• [What the task requires]: Read through the entries below and return each line with the word "MessageChannel".

(Collected data entries)
"""

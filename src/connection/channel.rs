//! Message channel between the engine and the dispatch loop.
//!
//! The engine side never touches local state. A call is turned into an [`Envelope`]
//! (the message plus a one-shot response sink), pushed onto the dispatcher's FIFO, and the
//! caller waits on the sink.
//!
//! # Message Flow
//!
//! ```text
//! Engine thread                         Control task
//! -------------                         ------------
//! 1. call(payload, enactment, corr)
//! 2. push Envelope onto FIFO   ------>
//!                                       3. receive Envelope
//!                                       4. run handler (mutate state)
//!                                       5. answer sink
//! 6. wait on sink              <------
//! 7. return response
//! ```

use crate::error::{WorkflowError, WorkflowResult};
use crate::protocol::{CorrelationId, Message, Payload, Response};
use std::collections::{HashMap, HashSet};
use tokio::sync::{mpsc, oneshot};
use tracing::{debug, warn};

/// Single-assignment slot for the response to one engine call.
#[derive(Debug)]
pub struct ResponseSink(oneshot::Sender<Response>);

impl ResponseSink {
    /// Fill the slot. Consumes the sink, so it can be answered at most once.
    ///
    /// Returns `false` if the caller stopped waiting.
    pub fn send(self, response: Response) -> bool {
        self.0.send(response).is_ok()
    }
}

/// One queued engine call.
#[derive(Debug)]
pub struct Envelope {
    /// Message from the engine
    pub message: Message,
    /// Where the answer goes
    pub sink: ResponseSink,
}

impl Envelope {
    /// Wrap `message` with a fresh response sink.
    pub fn new(message: Message) -> (Self, oneshot::Receiver<Response>) {
        let (tx, rx) = oneshot::channel();
        (
            Self {
                message,
                sink: ResponseSink(tx),
            },
            rx,
        )
    }
}

/// Engine-facing end of the FIFO.
///
/// Cloneable and `Send`; the only cross-thread entry point into the control process.
#[derive(Debug, Clone)]
pub struct MessageChannel {
    tx: mpsc::Sender<Envelope>,
}

impl MessageChannel {
    /// Create a channel and the receiver the dispatcher consumes.
    pub fn new(capacity: usize) -> (Self, mpsc::Receiver<Envelope>) {
        let (tx, rx) = mpsc::channel(capacity.max(1));
        (Self { tx }, rx)
    }

    /// Send `payload` and wait for the answer.
    pub async fn call(
        &self,
        payload: Payload,
        enactment_id: &str,
        correlation_id: Option<&str>,
    ) -> Response {
        self.send(Message::from_payload(payload, enactment_id, correlation_id))
            .await
    }

    /// Send an already-built message and wait for the answer.
    ///
    /// If the dispatch loop is gone the call is answered with an abort.
    pub async fn send(&self, message: Message) -> Response {
        let (envelope, rx) = Envelope::new(message);
        if self.tx.send(envelope).await.is_err() {
            return Some(closed_abort());
        }
        rx.await.unwrap_or_else(|_| Some(closed_abort()))
    }

    /// Blocking variant of [`MessageChannel::call`] for engine threads outside the runtime.
    ///
    /// Must not be called from within an async context.
    pub fn call_blocking(
        &self,
        payload: Payload,
        enactment_id: &str,
        correlation_id: Option<&str>,
    ) -> Response {
        let message = Message::from_payload(payload, enactment_id, correlation_id);
        let (envelope, rx) = Envelope::new(message);
        if self.tx.blocking_send(envelope).is_err() {
            return Some(closed_abort());
        }
        rx.blocking_recv().unwrap_or_else(|_| Some(closed_abort()))
    }

    /// Whether the dispatcher side has gone away.
    pub fn is_closed(&self) -> bool {
        self.tx.is_closed()
    }
}

fn closed_abort() -> Payload {
    warn!("Workflow connection closed before the request was answered");
    Payload::abort("workflow connection closed")
}

/// Outstanding requests keyed by correlation id.
///
/// Each id is answered at most once; answering it again is rejected.
#[derive(Debug, Default)]
pub struct PendingRequests {
    slots: HashMap<CorrelationId, ResponseSink>,
    answered: HashSet<CorrelationId>,
}

impl PendingRequests {
    /// Empty registry.
    pub fn new() -> Self {
        Self::default()
    }

    /// Register the sink for `id`.
    ///
    /// An id that is still pending or was already answered is refused and the sink is
    /// handed back so the caller can answer it.
    pub fn register(
        &mut self,
        id: CorrelationId,
        sink: ResponseSink,
    ) -> Result<(), (WorkflowError, ResponseSink)> {
        if self.slots.contains_key(&id) {
            return Err((WorkflowError::DuplicateRequest(id), sink));
        }
        if self.answered.contains(&id) {
            return Err((WorkflowError::AlreadyAnswered(id), sink));
        }
        self.slots.insert(id, sink);
        Ok(())
    }

    /// Answer `id` and remove its slot.
    pub fn answer(&mut self, id: &CorrelationId, response: Response) -> WorkflowResult<()> {
        let Some(sink) = self.slots.remove(id) else {
            if self.answered.contains(id) {
                return Err(WorkflowError::AlreadyAnswered(id.clone()));
            }
            return Err(WorkflowError::UnknownRequest(id.clone()));
        };
        self.answered.insert(id.clone());
        if !sink.send(response) {
            debug!(correlation_id = %id, "Engine stopped waiting for response");
        }
        Ok(())
    }

    /// Answer every pending request with an abort. Returns how many were answered.
    pub fn abort_all(&mut self, reason: &str) -> usize {
        let ids: Vec<CorrelationId> = self.slots.keys().cloned().collect();
        for id in &ids {
            warn!(correlation_id = %id, "Aborting pending request: {}", reason);
            // The id was taken from the map, so it is known and unanswered.
            let _ = self.answer(id, Some(Payload::abort(reason)));
        }
        ids.len()
    }

    /// Whether `id` awaits its answer.
    pub fn is_pending(&self, id: &CorrelationId) -> bool {
        self.slots.contains_key(id)
    }

    /// Number of unanswered requests.
    pub fn len(&self) -> usize {
        self.slots.len()
    }

    /// True when nothing is pending.
    pub fn is_empty(&self) -> bool {
        self.slots.is_empty()
    }

    /// Forget answered ids (end of run).
    pub fn reset(&mut self) {
        self.answered.clear();
    }
}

"""

• [Task result]:
pub struct MessageChannel {
impl MessageChannel {
    /// Blocking variant of [`MessageChannel::call`] for engine threads outside the runtime.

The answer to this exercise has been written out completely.